• KANAL BERITA

Usai Dilantik, Pengurus PODSI Jateng Segera Gelar Raker

SERAHKAN BENDERA: Ketua Umum PB PODSI, Basuki Hadimuljono (kiri) menyerahkan bendera kepada ketua baru Pengprov PODSI Jateng, Rubhan Ruzziatno (kanan) dalam pelantikan pegurus Pengprov PODSI Jateng periode 2018-2022. (suaramerdeka.com / dok)
SERAHKAN BENDERA: Ketua Umum PB PODSI, Basuki Hadimuljono (kiri) menyerahkan bendera kepada ketua baru Pengprov PODSI Jateng, Rubhan Ruzziatno (kanan) dalam pelantikan pegurus Pengprov PODSI Jateng periode 2018-2022. (suaramerdeka.com / dok)

SEMARANG, suaramerdeka.com - Pengurus Provinsi (Pengprov) Persatuan Olahraga Dayung Seluruh Indonesia (PODSI) Jawa Tengah berencana menyusun program tahunan dalam rapat kerja (kerja) yang akan diselenggarakan dalam waktu dekat. 

Agenda ini sebagai tindak lanjut pelantikan pengurus masa bakti 2018-2022 yang dilakukan di Aula kantor BBWS Pemali Juwana Semarang pada Senini (4/2) kemarin. Dalam acara itu itu Ketua baru Pengprov PODSI Jateng, Rubhan Ruzziatno bersama para pengurus secara resmi dilantik Ketua PB PODSI, Basuki Hadimuljono yang juga Menteri Pekerjaan Umum dan Perumahan Rakyat RI.

''Segera kami akan melakukan pertemuan antar pengurus untuk menyusun kalender kegiatan tahunan sampai masa jabatan selesai. Namun sebelumnya kami sudah melakukan pendataan  list  sebelum pelantikan. Konsentrasi selanjutnya selain raker juga pada fasilitas pelatihan para atlet ini,'' kata Rubhan kemarin.

Pengprov PODSI Jateng saat ini memiliki 17 pengurus cabang (pengcab) kabupaten/ kota di beberapa daerah di provinsi ini. Sementara itu untuk <I>venue<P> latihan ada sekitar 17 tempat yang bisa digunakan. Rubhan menyebut ada Rawa Pening, Sungai Bengawan Solo, hingga waduk Kedung Ombo yang sudah ada fasilitas mes atlet.

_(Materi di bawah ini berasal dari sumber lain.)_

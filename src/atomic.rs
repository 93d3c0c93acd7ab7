// This Source Code Form is subject to the terms of the Mozilla Public
// License, v. 2.0. If a copy of the MPL was not distributed with this
// file, You can obtain one at https://mozilla.org/MPL/2.0/.

use std::io::Write;
use std::path::{Path, PathBuf};

/// Write `contents` to a temporary sibling of `path`, sync it, then rename over `path`
pub(crate) fn write_atomically(path: &Path, contents: &[u8]) -> std::io::Result<()> {
    if let Some(parent) = path.parent().filter(|p| !p.as_os_str().is_empty()) {
        std::fs::create_dir_all(parent)?;
    }

    let mut temp_name = path.as_os_str().to_owned();
    temp_name.push(".temp");
    let temp_path = PathBuf::from(temp_name);

    let mut file = std::fs::File::create(&temp_path)?;
    file.write_all(contents)?;
    file.sync_all()?;
    drop(file);

    std::fs::rename(&temp_path, path)
}

#[cfg(test)]
mod tests {
    use super::*;
    use tempfile::tempdir;

    #[test]
    fn replaces_existing_file_and_leaves_no_temp() {
        let dir = tempdir().unwrap();
        let path = dir.path().join("feed.xml");
        std::fs::write(&path, "old").unwrap();

        write_atomically(&path, b"new").unwrap();

        assert_eq!(std::fs::read_to_string(&path).unwrap(), "new");
        assert!(!dir.path().join("feed.xml.temp").exists());
    }

    #[test]
    fn creates_missing_parent_directories() {
        let dir = tempdir().unwrap();
        let path = dir.path().join("a").join("b").join("history.json");

        write_atomically(&path, b"{}").unwrap();
        assert_eq!(std::fs::read_to_string(&path).unwrap(), "{}");
    }
}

''Untuk di Kedung Ombo kami memang harus melakukan pembenahan sebelum dilakukan. Di  venue-venue  yang ada di Jateng ini bisa dilakukan pemusatan latihan maupun lomba internal di 17 pengcab. Semua agenda secara rinci akan dibahas dalam raker,'' jelas Rubhan.

Pria yang juga menjabat sebagai Kepala BBWS Pemali Juwana ini juga akan menggandeng  sponsorship  dalam hal pendanaan. Sebab dia menilai dana dari KONI saja tidak akan cukup dalam menjalankan semua agenda yang akan dijalankan. ''Kami tidak lupa menggaet  sponsorship  karena dana normatif tidak sepenihnya mendukung. Ini penting agar agenda kami bisa berjalan maksimal,'' tandas Rubhan.

Sementara itu, Basuki Hadimuljono optimistis dayung Jateng akan semakin baik ke depan. Sebab sudah banyak kontribusi provinsi ini di tingkat nasional dan internasional untuk olahraga ini.

''Jateng punya paling banyak pengurus cabang kabupaten kota. Bahkan pernah menggelar Piala Gubernur khusus olahraga dayung. Provinsi ini juga banyak melahirkan pelatih dan atlet nasional. Ditambah prasarana sumber daya air yang banyak. Itu bisa dikembangkan untuk meraih prestasi dan juga pengembangan wisata serta ekonomi masyarakat di sekitar venue ,'' ungkap Basuki.